— Task description —
Search the material for the word "Clone" and report each line where it turns up.

— The records —

---------------

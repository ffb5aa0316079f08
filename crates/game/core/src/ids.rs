//! String-backed identifiers used by the tables and the room registry.
//!
//! Each identifier is a distinct newtype so a room id can never be passed
//! where a state id is expected, even though both come from the same data
//! files.

use std::borrow::Borrow;
use std::fmt;

macro_rules! string_id {
    ($(#[$meta:meta])* $name:ident) => {
        $(#[$meta])*
        #[derive(Clone, Debug, PartialEq, Eq, Hash, PartialOrd, Ord)]
        #[cfg_attr(feature = "serde", derive(serde::Serialize, serde::Deserialize))]
        #[cfg_attr(feature = "serde", serde(transparent))]
        pub struct $name(String);

        impl $name {
            pub fn new(value: impl Into<String>) -> Self {
                Self(value.into())
            }

            pub fn as_str(&self) -> &str {
                &self.0
            }
        }

        impl fmt::Display for $name {
            fn fmt(&self, f: &mut fmt::Formatter<'_>) -> fmt::Result {
                f.write_str(&self.0)
            }
        }

        impl From<&str> for $name {
            fn from(value: &str) -> Self {
                Self::new(value)
            }
        }

        impl From<String> for $name {
            fn from(value: String) -> Self {
                Self(value)
            }
        }

        impl Borrow<str> for $name {
            fn borrow(&self) -> &str {
                &self.0
            }
        }
    };
}

string_id!(
    /// Node in the adventure's transition graph.
    StateId
);
string_id!(
    /// Key into the [`RoomRegistry`](crate::room::RoomRegistry).
    RoomId
);
string_id!(
    /// Name of a clickable region in the layout.
    RegionId
);
string_id!(
    /// Name of a trigger prop inside a level room.
    PropId
);
string_id!(
    /// Reference to a background, sprite or dialogue asset.
    AssetKey
);

/// Normalized name of a key press as seen by the state machine.
///
/// Named keys are upper-case (`SPACE`, `ENTER`, `LEFT`), printable
/// characters are a single lower-case character (`f`, `1`). Normalization
/// happens on construction so `"space"`, `" "` and `"SPACE"` all compare
/// equal.
#[derive(Clone, Debug, PartialEq, Eq, Hash, PartialOrd, Ord)]
#[cfg_attr(feature = "serde", derive(serde::Serialize, serde::Deserialize))]
#[cfg_attr(feature = "serde", serde(from = "String", into = "String"))]
pub struct KeySymbol(String);

impl KeySymbol {
    pub const SPACE: &'static str = "SPACE";

    pub fn new(raw: impl AsRef<str>) -> Self {
        Self(normalize_key(raw.as_ref()))
    }

    /// Symbol for a single printable character.
    pub fn from_char(ch: char) -> Self {
        if ch == ' ' {
            return Self(Self::SPACE.to_string());
        }
        Self(ch.to_lowercase().collect())
    }

    pub fn space() -> Self {
        Self(Self::SPACE.to_string())
    }

    pub fn as_str(&self) -> &str {
        &self.0
    }

    pub fn is_empty(&self) -> bool {
        self.0.is_empty()
    }
}

fn normalize_key(raw: &str) -> String {
    if raw == " " {
        return KeySymbol::SPACE.to_string();
    }
    let trimmed = raw.trim();
    let mut chars = trimmed.chars();
    match (chars.next(), chars.next()) {
        (None, _) => String::new(),
        (Some(ch), None) => ch.to_lowercase().collect(),
        _ => trimmed.to_ascii_uppercase(),
    }
}

impl fmt::Display for KeySymbol {
    fn fmt(&self, f: &mut fmt::Formatter<'_>) -> fmt::Result {
        f.write_str(&self.0)
    }
}

impl From<&str> for KeySymbol {
    fn from(value: &str) -> Self {
        Self::new(value)
    }
}

impl From<String> for KeySymbol {
    fn from(value: String) -> Self {
        Self::new(value)
    }
}

impl From<KeySymbol> for String {
    fn from(value: KeySymbol) -> Self {
        value.0
    }
}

---------------

— Result of the exercise —
        #[derive(Clone, Debug, PartialEq, Eq, Hash, PartialOrd, Ord)]
#[derive(Clone, Debug, PartialEq, Eq, Hash, PartialOrd, Ord)]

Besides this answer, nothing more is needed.